##### Records shown

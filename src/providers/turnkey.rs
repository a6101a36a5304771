// SPDX-License-Identifier: AGPL-3.0-or-later
//
// Copyright (C) 2026 Relational Network

//! Turnkey API client for passkey-backed wallet signup.
//!
//! Requests are authenticated with an API key stamp: the P-256 ECDSA
//! signature of the exact request body, wrapped in a JSON document and sent
//! base64url-encoded in the `X-Stamp` header.

use std::time::{Duration, SystemTime, UNIX_EPOCH};

use base64ct::{Base64UrlUnpadded, Encoding};
use p256::ecdsa::{signature::Signer, Signature, SigningKey};
use p256::elliptic_curve::sec1::ToEncodedPoint;
use reqwest::Client;
use serde::{Deserialize, Serialize};
use serde_json::{json, Value};
use utoipa::ToSchema;
use validator::Validate;

use crate::config::TurnkeySettings;

const CREATE_SUB_ORGANIZATION_PATH: &str = "/public/v1/submit/create_sub_organization";
const CREATE_SUB_ORGANIZATION_TYPE: &str = "ACTIVITY_TYPE_CREATE_SUB_ORGANIZATION_V7";
const ACTIVITY_STATUS_COMPLETED: &str = "ACTIVITY_STATUS_COMPLETED";
const STAMP_SCHEME: &str = "SIGNATURE_SCHEME_TK_API_P256";
const ETHEREUM_PATH: &str = "m/44'/60'/0'/0/0";
const DEFAULT_WALLET_NAME: &str = "Default Wallet";
const REQUEST_TIMEOUT: Duration = Duration::from_secs(15);

#[derive(Debug, thiserror::Error)]
pub enum TurnkeyError {
    #[error("Turnkey configuration invalid: {0}")]
    Configuration(String),

    #[error("Turnkey request failed: {0}")]
    Request(String),

    #[error("Turnkey returned {status}: {body}")]
    Status { status: u16, body: String },

    #[error("Turnkey activity did not complete: {0}")]
    ActivityNotCompleted(String),

    #[error("Turnkey response was invalid: {0}")]
    InvalidResponse(String),
}

/// WebAuthn attestation produced by the client during passkey creation.
#[derive(Debug, Clone, Serialize, Deserialize, ToSchema, Validate, PartialEq, Eq)]
#[serde(rename_all = "camelCase")]
pub struct PasskeyAttestation {
    #[validate(length(min = 1))]
    pub credential_id: String,
    #[validate(length(min = 1))]
    pub client_data_json: String,
    #[validate(length(min = 1))]
    pub attestation_object: String,
    /// e.g. `AUTHENTICATOR_TRANSPORT_INTERNAL`
    #[serde(default)]
    pub transports: Vec<String>,
}

#[derive(Debug, Clone, Serialize, Deserialize, ToSchema, Validate, PartialEq, Eq)]
#[serde(rename_all = "camelCase")]
pub struct Passkey {
    #[validate(length(min = 1, max = 100))]
    pub authenticator_name: String,
    #[validate(length(min = 1))]
    pub challenge: String,
    #[validate(nested)]
    pub attestation: PasskeyAttestation,
}

/// Input for creating a user's sub-organization.
#[derive(Debug, Clone)]
pub struct CreateSubOrganization {
    pub sub_org_name: String,
    pub user_name: String,
    pub user_email: Option<String>,
    pub passkey: Passkey,
}

/// Identifiers of a newly created sub-organization.
#[derive(Debug, Clone, Serialize, Deserialize, ToSchema, PartialEq, Eq)]
#[serde(rename_all = "camelCase")]
pub struct SubOrganization {
    pub sub_organization_id: String,
    pub root_user_id: String,
    pub wallet_address: String,
}

#[derive(Debug, Deserialize)]
struct ActivityResponse {
    activity: Activity,
}

#[derive(Debug, Deserialize)]
struct Activity {
    status: String,
    #[serde(default)]
    result: Option<ActivityResult>,
}

#[derive(Debug, Deserialize)]
#[serde(rename_all = "camelCase")]
struct ActivityResult {
    #[serde(default)]
    create_sub_organization_result_v7: Option<CreateSubOrganizationResult>,
}

#[derive(Debug, Deserialize)]
#[serde(rename_all = "camelCase")]
struct CreateSubOrganizationResult {
    sub_organization_id: String,
    #[serde(default)]
    wallet: Option<WalletResult>,
    #[serde(default)]
    root_user_ids: Vec<String>,
}

#[derive(Debug, Deserialize)]
struct WalletResult {
    #[serde(default)]
    addresses: Vec<String>,
}

#[derive(Clone)]
pub struct TurnkeyClient {
    base_url: String,
    organization_id: String,
    public_key_hex: String,
    signing_key: SigningKey,
    http: Client,
}

impl TurnkeyClient {
    /// Build a client, checking that the key pair is consistent.
    pub fn new(settings: &TurnkeySettings) -> Result<Self, TurnkeyError> {
        let private_bytes = hex::decode(settings.api_private_key.trim())
            .map_err(|e| TurnkeyError::Configuration(format!("private key is not hex: {e}")))?;
        let signing_key = SigningKey::from_slice(&private_bytes)
            .map_err(|e| TurnkeyError::Configuration(format!("invalid P-256 private key: {e}")))?;

        let derived = hex::encode(
            signing_key
                .verifying_key()
                .as_affine()
                .to_encoded_point(true)
                .as_bytes(),
        );
        let configured = settings.api_public_key.trim().to_ascii_lowercase();
        if derived != configured {
            return Err(TurnkeyError::Configuration(
                "public key does not match private key".to_string(),
            ));
        }

        let http = Client::builder()
            .timeout(REQUEST_TIMEOUT)
            .build()
            .map_err(|e| TurnkeyError::Request(format!("failed to build HTTP client: {e}")))?;

        Ok(Self {
            base_url: settings.base_url.clone(),
            organization_id: settings.organization_id.clone(),
            public_key_hex: derived,
            signing_key,
            http,
        })
    }

    /// Create a sub-organization with one passkey root user and an
    /// Ethereum wallet.
    pub async fn create_sub_organization(
        &self,
        request: &CreateSubOrganization,
    ) -> Result<SubOrganization, TurnkeyError> {
        let mut root_user = json!({
            "userName": request.user_name,
            "apiKeys": [],
            "authenticators": [request.passkey],
            "oauthProviders": [],
        });
        if let Some(email) = &request.user_email {
            root_user["userEmail"] = Value::String(email.clone());
        }

        let payload = json!({
            "type": CREATE_SUB_ORGANIZATION_TYPE,
            "timestampMs": timestamp_ms().to_string(),
            "organizationId": self.organization_id,
            "parameters": {
                "subOrganizationName": request.sub_org_name,
                "rootUsers": [root_user],
                "rootQuorumThreshold": 1,
                "wallet": {
                    "walletName": DEFAULT_WALLET_NAME,
                    "accounts": [{
                        "curve": "CURVE_SECP256K1",
                        "pathFormat": "PATH_FORMAT_BIP32",
                        "path": ETHEREUM_PATH,
                        "addressFormat": "ADDRESS_FORMAT_ETHEREUM",
                    }],
                },
            },
        });

        let response: ActivityResponse = self
            .stamped_post(CREATE_SUB_ORGANIZATION_PATH, &payload)
            .await?;

        if response.activity.status != ACTIVITY_STATUS_COMPLETED {
            return Err(TurnkeyError::ActivityNotCompleted(response.activity.status));
        }

        let result = response
            .activity
            .result
            .and_then(|r| r.create_sub_organization_result_v7)
            .ok_or_else(|| {
                TurnkeyError::InvalidResponse("missing createSubOrganizationResultV7".to_string())
            })?;
        let root_user_id = result
            .root_user_ids
            .into_iter()
            .next()
            .ok_or_else(|| TurnkeyError::InvalidResponse("missing root user id".to_string()))?;
        let wallet_address = result
            .wallet
            .and_then(|w| w.addresses.into_iter().next())
            .ok_or_else(|| TurnkeyError::InvalidResponse("missing wallet address".to_string()))?;

        Ok(SubOrganization {
            sub_organization_id: result.sub_organization_id,
            root_user_id,
            wallet_address,
        })
    }

    /// `X-Stamp` header value for a request body.
    pub fn stamp(&self, body: &[u8]) -> String {
        let signature: Signature = self.signing_key.sign(body);
        let stamp = json!({
            "publicKey": self.public_key_hex,
            "scheme": STAMP_SCHEME,
            "signature": hex::encode(signature.to_der().as_bytes()),
        });
        Base64UrlUnpadded::encode_string(stamp.to_string().as_bytes())
    }

    async fn stamped_post<T: serde::de::DeserializeOwned>(
        &self,
        path: &str,
        payload: &Value,
    ) -> Result<T, TurnkeyError> {
        let body = serde_json::to_vec(payload)
            .map_err(|e| TurnkeyError::Request(format!("serialize body failed: {e}")))?;
        let stamp = self.stamp(&body);

        let response = self
            .http
            .post(format!("{}{}", self.base_url.trim_end_matches('/'), path))
            .header("Content-Type", "application/json")
            .header("X-Stamp", stamp)
            .body(body)
            .send()
            .await
            .map_err(|e| TurnkeyError::Request(format!("POST {path} failed: {e}")))?;

        let status = response.status();
        if !status.is_success() {
            let body = response.text().await.unwrap_or_default();
            return Err(TurnkeyError::Status {
                status: status.as_u16(),
                body,
            });
        }

        response
            .json()
            .await
            .map_err(|e| TurnkeyError::InvalidResponse(format!("POST {path} invalid JSON: {e}")))
    }
}

fn timestamp_ms() -> u128 {
    SystemTime::now()
        .duration_since(UNIX_EPOCH)
        .map(|d| d.as_millis())
        .unwrap_or_default()
}

#[cfg(test)]
mod tests {
    use super::*;
    use p256::ecdsa::{signature::Verifier, VerifyingKey};
    use wiremock::matchers::{header_exists, method, path};
    use wiremock::{Mock, MockServer, ResponseTemplate};

    const PRIVATE_KEY: &str = "0101010101010101010101010101010101010101010101010101010101010101";

    fn public_key_for(private_hex: &str) -> String {
        let key = SigningKey::from_slice(&hex::decode(private_hex).unwrap()).unwrap();
        hex::encode(key.verifying_key().as_affine().to_encoded_point(true).as_bytes())
    }

    fn settings(base_url: &str) -> TurnkeySettings {
        TurnkeySettings {
            base_url: base_url.to_string(),
            organization_id: "org-parent".to_string(),
            api_public_key: public_key_for(PRIVATE_KEY),
            api_private_key: PRIVATE_KEY.to_string(),
        }
    }

    fn request() -> CreateSubOrganization {
        CreateSubOrganization {
            sub_org_name: "alice".to_string(),
            user_name: "Alice".to_string(),
            user_email: Some("alice@example.com".to_string()),
            passkey: Passkey {
                authenticator_name: "iPhone".to_string(),
                challenge: "challenge".to_string(),
                attestation: PasskeyAttestation {
                    credential_id: "cred".to_string(),
                    client_data_json: "cdj".to_string(),
                    attestation_object: "ao".to_string(),
                    transports: vec!["AUTHENTICATOR_TRANSPORT_INTERNAL".to_string()],
                },
            },
        }
    }

    #[test]
    fn mismatched_public_key_is_rejected() {
        let mut s = settings("https://api.turnkey.com");
        s.api_public_key = public_key_for(
            "0202020202020202020202020202020202020202020202020202020202020202",
        );
        assert!(matches!(
            TurnkeyClient::new(&s),
            Err(TurnkeyError::Configuration(_))
        ));
    }

    #[test]
    fn stamp_carries_verifiable_der_signature() {
        let client = TurnkeyClient::new(&settings("https://api.turnkey.com")).unwrap();
        let body = br#"{"hello":"world"}"#;
        let stamp = client.stamp(body);

        let decoded = Base64UrlUnpadded::decode_vec(&stamp).unwrap();
        let stamp: Value = serde_json::from_slice(&decoded).unwrap();
        assert_eq!(stamp["scheme"], STAMP_SCHEME);
        assert_eq!(stamp["publicKey"], public_key_for(PRIVATE_KEY));

        let der = hex::decode(stamp["signature"].as_str().unwrap()).unwrap();
        let signature = Signature::from_der(&der).unwrap();
        let key_bytes = hex::decode(stamp["publicKey"].as_str().unwrap()).unwrap();
        let verifying_key = VerifyingKey::from_sec1_bytes(&key_bytes).unwrap();
        assert!(verifying_key.verify(body, &signature).is_ok());
    }

    #[tokio::test]
    async fn create_sub_organization_parses_completed_activity() {
        let mock = MockServer::start().await;
        Mock::given(method("POST"))
            .and(path(CREATE_SUB_ORGANIZATION_PATH))
            .and(header_exists("X-Stamp"))
            .respond_with(ResponseTemplate::new(200).set_body_json(json!({
                "activity": {
                    "id": "act-1",
                    "status": "ACTIVITY_STATUS_COMPLETED",
                    "result": {
                        "createSubOrganizationResultV7": {
                            "subOrganizationId": "sub-1",
                            "wallet": { "walletId": "w-1", "addresses": ["0xabc"] },
                            "rootUserIds": ["root-1"]
                        }
                    }
                }
            })))
            .expect(1)
            .mount(&mock)
            .await;

        let client = TurnkeyClient::new(&settings(&mock.uri())).unwrap();
        let created = client.create_sub_organization(&request()).await.unwrap();
        assert_eq!(
            created,
            SubOrganization {
                sub_organization_id: "sub-1".into(),
                root_user_id: "root-1".into(),
                wallet_address: "0xabc".into(),
            }
        );

        let received = &mock.received_requests().await.unwrap()[0];
        let body: Value = serde_json::from_slice(&received.body).unwrap();
        assert_eq!(body["type"], CREATE_SUB_ORGANIZATION_TYPE);
        assert_eq!(body["organizationId"], "org-parent");
        assert_eq!(body["parameters"]["rootQuorumThreshold"], 1);
        assert_eq!(
            body["parameters"]["wallet"]["accounts"][0]["path"],
            ETHEREUM_PATH
        );
        let root = &body["parameters"]["rootUsers"][0];
        assert_eq!(root["userEmail"], "alice@example.com");
        assert_eq!(
            root["authenticators"][0]["attestation"]["credentialId"],
            "cred"
        );
    }

    #[tokio::test]
    async fn pending_activity_is_not_completed() {
        let mock = MockServer::start().await;
        Mock::given(method("POST"))
            .respond_with(ResponseTemplate::new(200).set_body_json(json!({
                "activity": { "id": "act-1", "status": "ACTIVITY_STATUS_PENDING" }
            })))
            .mount(&mock)
            .await;

        let client = TurnkeyClient::new(&settings(&mock.uri())).unwrap();
        let err = client.create_sub_organization(&request()).await.unwrap_err();
        assert!(matches!(err, TurnkeyError::ActivityNotCompleted(s) if s == "ACTIVITY_STATUS_PENDING"));
    }
}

##########

#### Task brief
The answer must hold only the lines from the first line of the data through the line bearing "document and sent", returned exactly.

#### Task result
filename src/providers/turnkey.rs
repository a6101a36a5304771
// SPDX-License-Identifier: AGPL-3.0-or-later
//
// Copyright (C) 2026 Relational Network

//! Turnkey API client for passkey-backed wallet signup.
//!
//! Requests are authenticated with an API key stamp: the P-256 ECDSA
//! signature of the exact request body, wrapped in a JSON document and sent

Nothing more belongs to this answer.